** Opening INPUT DATA block **

//! Bounding volumes

use serde::{Deserialize, Serialize};

use crate::vector::Vec3;

/// Axis-Aligned Bounding Box
///
/// Callers keep `min <= max` on every axis.
#[derive(Clone, Copy, Debug, PartialEq, Serialize, Deserialize)]
pub struct AABB {
    pub min: Vec3,
    pub max: Vec3,
}

impl AABB {
    #[inline]
    pub const fn new(min: Vec3, max: Vec3) -> Self {
        Self { min, max }
    }

    #[inline]
    pub fn center(&self) -> Vec3 {
        (self.min + self.max) * 0.5
    }

    #[inline]
    pub fn half_extents(&self) -> Vec3 {
        (self.max - self.min) * 0.5
    }

    /// Inclusive on every face
    #[inline]
    pub fn contains_point(&self, point: Vec3) -> bool {
        point.x >= self.min.x && point.x <= self.max.x &&
        point.y >= self.min.y && point.y <= self.max.y &&
        point.z >= self.min.z && point.z <= self.max.z
    }

    /// Point clamped into the box, per axis
    pub fn closest_point(&self, point: Vec3) -> Vec3 {
        // Total even for inverted boxes
        point.min(self.max).max(self.min)
    }

    pub fn distance_squared_to_point(&self, point: Vec3) -> f32 {
        (point - self.closest_point(point)).length_squared()
    }
}

/// Bounding Sphere
///
/// Callers keep `radius >= 0`.
#[derive(Clone, Copy, Debug, PartialEq, Serialize, Deserialize)]
pub struct Sphere {
    pub center: Vec3,
    pub radius: f32,
}

impl Sphere {
    #[inline]
    pub const fn new(center: Vec3, radius: f32) -> Self {
        Self { center, radius }
    }

    /// Inclusive of the surface
    #[inline]
    pub fn contains_point(&self, point: Vec3) -> bool {
        (point - self.center).length_squared() <= self.radius * self.radius
    }

    /// Squared center distance against squared radius sum; touching counts
    #[inline]
    pub fn intersects_sphere(&self, other: &Sphere) -> bool {
        let combined_radius = self.radius + other.radius;
        (other.center - self.center).length_squared() <= combined_radius * combined_radius
    }

    /// Clamp the center into the box, compare squared distances
    #[inline]
    pub fn intersects_aabb(&self, aabb: &AABB) -> bool {
        aabb.distance_squared_to_point(self.center) <= self.radius * self.radius
    }

    /// Nearest point on the surface; the center itself maps to the center
    pub fn closest_point(&self, point: Vec3) -> Vec3 {
        let dir = (point - self.center).normalize();
        self.center + dir * self.radius
    }
}

impl Default for Sphere {
    fn default() -> Self {
        Self::new(Vec3::ZERO, 0.0)
    }
}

** Closing INPUT DATA block **

## EXERCISE INSTRUCTIONS:
Please state the number of lines in the data above that hold the word "surface", without any other text.

## OUTPUT FOR THIS TASK:
2